Do we really understand the gravity of that word?

Do we really grasp the significance of that four letter word?

Merriam-Webster defines it as: exalted or worthy of complete devotion as one perfect in goodness and righteousness. When we say God is holy, we are proclaiming that He is worthy of our complete devotion because of His perfect goodness and righteousness. That says a lot.

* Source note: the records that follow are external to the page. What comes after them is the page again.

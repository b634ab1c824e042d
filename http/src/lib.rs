#[macro_use]
extern crate tracing;

pub mod error;
pub mod health;
pub mod router;
pub mod trigger;

pub use error::AppError;
pub use router::{
    create_router,
    AppState,
    Site,
};
pub use trigger::{
    TriggerResponse,
    TriggerStatus,
};
use axum::Router;
use tokio::net::TcpListener;
use url::Url;

/// Serves `router` on an ephemeral local port and returns its base URL.
pub(crate) async fn serve(router: Router) -> Url {
    let listener = TcpListener::bind("127.0.0.1:0").await.unwrap();
    let address = listener.local_addr().unwrap();
    tokio::spawn(async move { axum::serve(listener, router).await.unwrap() });
    Url::parse(&format!("http://{address}/")).unwrap()
}
use super::MetricsRecord;
use serde::{
    Deserialize,
    Serialize,
};

/// Visitor counters for today, as reported by the analytics service.
#[derive(Debug, Clone, Copy, Default, PartialEq, Eq, Serialize, Deserialize)]
pub struct AnalyticsCounters {
    pub active_users: u64,
    pub users_cnt: u64,
    pub unique_users_cnt: u64,
    pub new_users_cnt: u64,
}

impl AnalyticsCounters {
    pub const FIELDS: [&'static str; 4] = ["active_users", "users_cnt", "unique_users_cnt", "new_users_cnt"];
}

impl From<AnalyticsCounters> for MetricsRecord {
    fn from(counters: AnalyticsCounters) -> Self {
        let [active_users, users_cnt, unique_users_cnt, new_users_cnt] = AnalyticsCounters::FIELDS;
        MetricsRecord::from_iter([
            (active_users, counters.active_users),
            (users_cnt, counters.users_cnt),
            (unique_users_cnt, counters.unique_users_cnt),
            (new_users_cnt, counters.new_users_cnt),
        ])
    }
}

/// Run-queue length averaged over 1, 5 and 15 minutes.
#[derive(Debug, Clone, Copy, Default, PartialEq, Serialize, Deserialize)]
pub struct LoadAverage {
    pub cpu_1: f64,
    pub cpu_5: f64,
    pub cpu_15: f64,
}

impl LoadAverage {
    pub const FIELDS: [&'static str; 3] = ["cpu_1", "cpu_5", "cpu_15"];
}

impl From<LoadAverage> for MetricsRecord {
    fn from(load: LoadAverage) -> Self {
        let [cpu_1, cpu_5, cpu_15] = LoadAverage::FIELDS;
        MetricsRecord::from_iter([(cpu_1, load.cpu_1), (cpu_5, load.cpu_5), (cpu_15, load.cpu_15)])
    }
}
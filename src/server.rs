use eyre::Result;
use hostinguard_config::Config;
use hostinguard_http::{
    create_router,
    AppState,
};
use reqwest::Client as HttpClient;
use std::{
    future::Future,
    time::Duration,
};
use tokio::net::TcpListener;

/// Shared by every upstream call. Only the connect phase is bounded here,
/// status endpoint requests carry their own per-attempt timeout.
pub fn http_client() -> Result<HttpClient> {
    Ok(HttpClient::builder()
        .user_agent(concat!(env!("CARGO_PKG_NAME"), "/", env!("CARGO_PKG_VERSION")))
        .connect_timeout(Duration::from_secs(10))
        .build()?)
}

/// Serves the trigger and health endpoints of all configured sites until
/// `shutdown` resolves.
pub async fn serve(config: &Config, listener: TcpListener, shutdown: impl Future<Output = ()> + Send + 'static) -> Result<()> {
    let state = AppState::from_config(config, http_client()?)?;
    let sites = state.site_names().collect::<Vec<_>>().join(", ");

    info!(
        address = %listener.local_addr()?,
        %sites,
        default_site = config.default_site_name().unwrap_or("-"),
        "Listening"
    );

    axum::serve(listener, create_router(state))
        .with_graceful_shutdown(shutdown)
        .await?;

    info!("Server stopped");
    Ok(())
}

/// Resolves on ctrl-c or, on unix, SIGTERM.
pub async fn shutdown_signal() {
    let ctrl_c = async {
        if let Err(err) = tokio::signal::ctrl_c().await {
            error!(error = %err, "Failed to listen for ctrl-c");
            std::future::pending::<()>().await;
        }
    };

    #[cfg(unix)]
    let terminate = async {
        match tokio::signal::unix::signal(tokio::signal::unix::SignalKind::terminate()) {
            Ok(mut signal) => {
                signal.recv().await;
            }
            Err(err) => {
                error!(error = %err, "Failed to listen for SIGTERM");
                std::future::pending::<()>().await;
            }
        }
    };

    #[cfg(not(unix))]
    let terminate = std::future::pending::<()>();

    tokio::select! {
        _ = ctrl_c => {}
        _ = terminate => {}
    }
    info!("Shutdown requested");
}
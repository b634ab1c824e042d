#[macro_use]
extern crate tracing;

mod app_config;
mod args;
mod site_config;

use app_config::AppConfig;
pub use app_config::get_config_dir;
pub use args::Args;
use eyre::{
    bail,
    Result,
};
use serde::Deserialize;
pub use site_config::{
    AnalyticsConfig,
    ControlPanelAuth,
    ControlPanelConfig,
    CredentialsError,
    IndexConfig,
    SiteConfig,
    StaticResourceConfig,
};
use std::{
    collections::BTreeMap,
    net::SocketAddr,
    path::{
        Path,
        PathBuf,
    },
};
use url::Url;

const DEFAULT_CONFIG: &str = include_str!("default-config.yaml");

#[derive(Clone, Debug, Deserialize)]
pub struct Config {
    #[serde(flatten)]
    app_config: AppConfig,
    pub listen_address: SocketAddr,
    #[serde(default)]
    pub default_site: Option<String>,
    #[serde(default)]
    pub logging: LoggingConfig,
    pub elasticsearch: ElasticsearchConfig,
    #[serde(default)]
    pub sites: BTreeMap<String, SiteConfig>,
}

#[derive(Clone, Debug, Deserialize, PartialEq)]
pub struct LoggingConfig {
    #[serde(default = "default_log_filter")]
    pub filter: String,
    /// Log sink. Stderr when unset.
    #[serde(default)]
    pub file: Option<PathBuf>,
}

impl Default for LoggingConfig {
    fn default() -> Self {
        Self {
            filter: default_log_filter(),
            file: None,
        }
    }
}

fn default_log_filter() -> String {
    "info".to_string()
}

#[derive(Clone, Debug, Deserialize, PartialEq)]
pub struct ElasticsearchConfig {
    pub url: Url,
}

impl Config {
    /// Layers the built-in defaults, the config file, `HOSTINGUARD__*`
    /// environment variables and the command-line arguments, in that order.
    pub fn new(args: Args) -> Result<Self, config::ConfigError> {
        let config_dir = get_config_dir();
        let config_file = args.config.clone().unwrap_or_else(|| config_dir.join("config.yaml"));
        let explicit_file = args.config.is_some();

        let builder = config::Config::builder()
            .set_default("config_dir", config_dir.display().to_string())?
            .add_source(config::File::from_str(DEFAULT_CONFIG, config::FileFormat::Yaml))
            .add_source(
                config::File::from(config_file)
                    .format(config::FileFormat::Yaml)
                    .required(explicit_file),
            )
            .add_source(
                config::Environment::with_prefix("HOSTINGUARD")
                    .prefix_separator("__")
                    .separator("__")
                    .try_parsing(true),
            )
            .add_source(args);

        builder.build()?.try_deserialize()
    }

    /// Loads a configuration from YAML text only, without consulting the
    /// filesystem or the environment.
    pub fn from_yaml(content: &str) -> Result<Self, config::ConfigError> {
        config::Config::builder()
            .add_source(config::File::from_str(DEFAULT_CONFIG, config::FileFormat::Yaml))
            .add_source(config::File::from_str(content, config::FileFormat::Yaml))
            .build()?
            .try_deserialize()
    }

    pub fn config_dir(&self) -> &Path {
        &self.app_config.config_dir
    }

    /// The site answering `POST /hostinguard-update`: the configured default,
    /// or the only site when exactly one exists.
    pub fn default_site_name(&self) -> Option<&str> {
        match &self.default_site {
            Some(name) => Some(name.as_str()),
            None if self.sites.len() == 1 => self.sites.keys().next().map(String::as_str),
            None => None,
        }
    }

    #[instrument(level = "debug", skip(self))]
    pub fn validate(&self) -> Result<()> {
        if self.sites.is_empty() {
            bail!("no sites configured, add at least one entry under `sites`");
        }
        if let Some(name) = &self.default_site {
            if !self.sites.contains_key(name) {
                bail!("default_site {name:?} is not one of the configured sites");
            }
        }
        for (name, site) in &self.sites {
            site.control_panel.auth()?;
            debug!(site = %name, index = %site.index.name, "Site configuration is valid");
        }
        Ok(())
    }
}

#[cfg(test)]
mod tests {
    use super::*;
    use pretty_assertions::assert_eq;

    const TWO_SITES: &str = r#"
elasticsearch:
  url: http://es.internal:9200
sites:
  app1:
    analytics:
      access_token: token-1
      profile_id: "1234"
    control_panel:
      host: whm1.example.org
      username: root
      password: secret
    static_resource:
      free_ep: http://app1.example.org/free.txt
      logs_ep: http://app1.example.org/logs.txt
    index:
      name: hostinguard-app1
      doc_type: metrics
  app2:
    analytics:
      access_token: token-2
    control_panel:
      host: whm2.example.org
      username: root
      access_hash: abcdef
      use_ssl: false
    static_resource:
      free_ep: http://app2.example.org/free.txt
      logs_ep: http://app2.example.org/logs.txt
    index:
      name: hostinguard-app2
"#;

    #[test]
    fn defaults_are_layered_under_yaml() {
        let config = Config::from_yaml(TWO_SITES).unwrap();

        assert_eq!(config.listen_address, "127.0.0.1:8000".parse().unwrap());
        assert_eq!(config.logging, LoggingConfig::default());
        assert_eq!(config.elasticsearch.url.as_str(), "http://es.internal:9200/");
        assert_eq!(config.sites.len(), 2);
        assert_eq!(config.sites["app1"].index.doc_type, "metrics");
        assert_eq!(config.sites["app2"].index.doc_type, "_doc");
        assert!(!config.sites["app2"].control_panel.use_ssl);
        config.validate().unwrap();
    }

    #[test]
    fn default_site_needs_to_be_unambiguous() {
        let mut config = Config::from_yaml(TWO_SITES).unwrap();
        assert_eq!(config.default_site_name(), None);

        config.default_site = Some("app2".to_string());
        assert_eq!(config.default_site_name(), Some("app2"));

        config.sites.remove("app1");
        config.default_site = None;
        assert_eq!(config.default_site_name(), Some("app2"));
    }

    #[test]
    fn validation_rejects_bad_configurations() {
        let empty = Config::from_yaml("sites: {}").unwrap();
        assert!(empty.validate().is_err());

        let mut unknown_default = Config::from_yaml(TWO_SITES).unwrap();
        unknown_default.default_site = Some("app3".to_string());
        assert!(unknown_default.validate().is_err());

        let mut no_credentials = Config::from_yaml(TWO_SITES).unwrap();
        if let Some(site) = no_credentials.sites.get_mut("app1") {
            site.control_panel.password = None;
        }
        let err = no_credentials.validate().unwrap_err();
        assert!(err.to_string().contains("whm1.example.org"));
    }

    #[test]
    fn args_override_file_values() {
        let args = Args {
            listen_address: Some("0.0.0.0:9000".parse().unwrap()),
            log_filter: Some("debug".to_string()),
            ..Args::default()
        };
        let config: Config = config::Config::builder()
            .add_source(config::File::from_str(DEFAULT_CONFIG, config::FileFormat::Yaml))
            .add_source(config::File::from_str(TWO_SITES, config::FileFormat::Yaml))
            .add_source(args)
            .build()
            .unwrap()
            .try_deserialize()
            .unwrap();

        assert_eq!(config.listen_address, "0.0.0.0:9000".parse().unwrap());
        assert_eq!(config.logging.filter, "debug");
        assert_eq!(config.sites.len(), 2);
    }
}
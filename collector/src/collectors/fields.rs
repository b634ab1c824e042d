//! Numeric coercion of upstream JSON fields. Both APIs send numbers as
//! JSON numbers or as strings, depending on the endpoint.

use crate::error::GatewayError;
use serde_json::Value;

fn field<'a>(service: &'static str, object: &'a Value, name: &str) -> Result<&'a Value, GatewayError> {
    object.get(name).ok_or_else(|| GatewayError::MissingField {
        service,
        field: name.to_string(),
    })
}

fn not_numeric(service: &'static str, name: &str, value: &Value) -> GatewayError {
    GatewayError::NotNumeric {
        service,
        field: name.to_string(),
        value: value.to_string(),
    }
}

pub(crate) fn integer_field(service: &'static str, object: &Value, name: &str) -> Result<u64, GatewayError> {
    let value = field(service, object, name)?;
    let parsed = match value {
        Value::Number(number) => number.as_u64(),
        Value::String(text) => text.trim().parse().ok(),
        _ => None,
    };
    parsed.ok_or_else(|| not_numeric(service, name, value))
}

pub(crate) fn float_field(service: &'static str, object: &Value, name: &str) -> Result<f64, GatewayError> {
    let value = field(service, object, name)?;
    let parsed = match value {
        Value::Number(number) => number.as_f64(),
        Value::String(text) => text.trim().parse().ok(),
        _ => None,
    };
    parsed.ok_or_else(|| not_numeric(service, name, value))
}

#[cfg(test)]
mod tests {
    use super::*;
    use serde_json::json;

    #[test]
    fn numbers_and_numeric_strings_are_accepted() {
        let object = json!({ "a": 3, "b": "4", "c": 0.15, "d": "0.50" });
        assert_eq!(integer_field("test", &object, "a").unwrap(), 3);
        assert_eq!(integer_field("test", &object, "b").unwrap(), 4);
        assert_eq!(float_field("test", &object, "c").unwrap(), 0.15);
        assert_eq!(float_field("test", &object, "d").unwrap(), 0.5);
    }

    #[test]
    fn missing_and_non_numeric_fields_are_errors() {
        let object = json!({ "a": "many", "b": null, "c": 1.5 });
        assert!(matches!(
            integer_field("test", &object, "missing"),
            Err(GatewayError::MissingField { field, .. }) if field == "missing"
        ));
        assert!(matches!(
            integer_field("test", &object, "a"),
            Err(GatewayError::NotNumeric { .. })
        ));
        assert!(matches!(
            float_field("test", &object, "b"),
            Err(GatewayError::NotNumeric { .. })
        ));
        assert!(matches!(
            integer_field("test", &object, "c"),
            Err(GatewayError::NotNumeric { .. })
        ));
    }
}
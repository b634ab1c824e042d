use crate::{
    collectors::{
        fields::integer_field,
        Collector,
    },
    error::GatewayError,
    metrics::{
        AnalyticsCounters,
        MetricsRecord,
    },
};
use eyre::Result;
use hostinguard_config::AnalyticsConfig;
use reqwest::Client as HttpClient;
use serde_json::Value;
use std::{
    future::Future,
    pin::Pin,
};

const SERVICE: &str = "analytics API";

pub const REAL_TIME_USERS: &str = "rt:activeUsers";
pub const SESSIONS: &str = "ga:sessions";
pub const UNIQUE_USERS: &str = "ga:users";
pub const NEW_USERS: &str = "ga:newUsers";

/// Reads today's visitor counters from the Google Analytics reporting API (v3).
pub struct AnalyticsCollector {
    config: AnalyticsConfig,
    http_client: HttpClient,
}

impl AnalyticsCollector {
    pub fn new(config: AnalyticsConfig, http_client: HttpClient) -> Self {
        Self { config, http_client }
    }

    async fn get_json(&self, path: &str, query: &[(&str, &str)]) -> Result<Value, GatewayError> {
        let url = self.config.api_url.join(path)?;
        let response = self
            .http_client
            .get(url)
            .bearer_auth(&self.config.access_token)
            .query(query)
            .send()
            .await
            .and_then(|response| response.error_for_status())
            .map_err(GatewayError::http(SERVICE))?;
        response.json().await.map_err(GatewayError::http(SERVICE))
    }

    /// The `id` of the first entry of a management listing.
    async fn first_item_id(&self, path: &str, what: &'static str) -> Result<String, GatewayError> {
        let listing = self.get_json(path, &[]).await?;
        listing
            .get("items")
            .and_then(|items| items.get(0))
            .and_then(|item| item.get("id"))
            .and_then(|id| match id {
                Value::String(id) => Some(id.clone()),
                Value::Number(id) => Some(id.to_string()),
                _ => None,
            })
            .ok_or(GatewayError::NoProfile(what))
    }

    /// The configured view, or the first view of the first property of the
    /// first account visible to the credentials.
    async fn profile_id(&self) -> Result<String, GatewayError> {
        if let Some(profile_id) = &self.config.profile_id {
            return Ok(profile_id.clone());
        }

        let account = self
            .first_item_id("analytics/v3/management/accounts", "accounts")
            .await?;
        let property = self
            .first_item_id(
                &format!("analytics/v3/management/accounts/{account}/webproperties"),
                "web properties",
            )
            .await?;
        let profile = self
            .first_item_id(
                &format!("analytics/v3/management/accounts/{account}/webproperties/{property}/profiles"),
                "profiles",
            )
            .await?;
        debug!(%account, %property, %profile, "Discovered analytics profile");
        Ok(profile)
    }

    fn totals(result: &Value) -> Result<&Value, GatewayError> {
        result.get("totalsForAllResults").ok_or_else(|| GatewayError::MissingField {
            service: SERVICE,
            field: "totalsForAllResults".to_string(),
        })
    }

    #[instrument(level = "debug", skip(self))]
    pub async fn fetch_analytics(&self) -> Result<AnalyticsCounters, GatewayError> {
        let ids = format!("ga:{}", self.profile_id().await?);

        let realtime = self
            .get_json("analytics/v3/data/realtime", &[("ids", ids.as_str()), ("metrics", REAL_TIME_USERS)])
            .await?;
        let active_users = integer_field(SERVICE, Self::totals(&realtime)?, REAL_TIME_USERS)?;

        let metrics = [SESSIONS, UNIQUE_USERS, NEW_USERS].join(",");
        let daily = self
            .get_json(
                "analytics/v3/data/ga",
                &[
                    ("ids", ids.as_str()),
                    ("start-date", "today"),
                    ("end-date", "today"),
                    ("metrics", metrics.as_str()),
                ],
            )
            .await?;
        let totals = Self::totals(&daily)?;

        Ok(AnalyticsCounters {
            active_users,
            users_cnt: integer_field(SERVICE, totals, SESSIONS)?,
            unique_users_cnt: integer_field(SERVICE, totals, UNIQUE_USERS)?,
            new_users_cnt: integer_field(SERVICE, totals, NEW_USERS)?,
        })
    }
}

impl Collector for AnalyticsCollector {
    fn collect(&self) -> Pin<Box<dyn Future<Output = Result<MetricsRecord>> + Send + '_>> {
        Box::pin(async move { Ok(self.fetch_analytics().await?.into()) })
    }

    fn name(&self) -> &'static str {
        "AnalyticsCollector"
    }
}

The truth of the matter is we will never be able to comprehend Him in all His holiness. I mean really, He has seraphim surrounding Him 24/7 saying nothing but “Holy, holy, holy is the Lord God, The Almighty, Who Was and Who Is and Who Is To Come,” (Rev. 4:8). That’s those angels specific job. They cry “holy” over and over for all of time. Think of that. God takes His divine holiness so seriously He created creatures to do nothing but proclaim just how holy He is. He is the Holy One. And with that should come an attitude of reverence and awe from us. We’ve lost what it really means to show Him the reverence He really deserves. We have lost that sense of awe, what it really means to be taken aback by His greatness. The priests of old recognized His holiness. They didn’t dare enter into the Holy of Holies without such preparations of washing themselves, changing garments, bringing blood to atone for sins, plus they burned incense just to hide their eyes from looking onto God. That’s how seriously they took God’s holiness. But we’ve become so flippant with the word holy and what it really means.

God and His holiness will forever be a mystery to us humans. But that shouldn’t degrade how important that holiness is. Don’t we often pray to live holy lives? We will never be holy. We can strive to live a life that honors His holiness. We can’t begin to live out a holy life when we can’t even grasp how great His holiness is. Rocks, water, stars, and suns recognize His holiness more than we do. They praise Him for His holiness without needing a reason. They praise Him solely for who He is. In our human minds, things get diluted. We search and search for reasons to praise and thank Him. We need to strip away our human reasoning and just get back to basics. We need no reason to cry holy. We need to cry holy because He is just that, holy.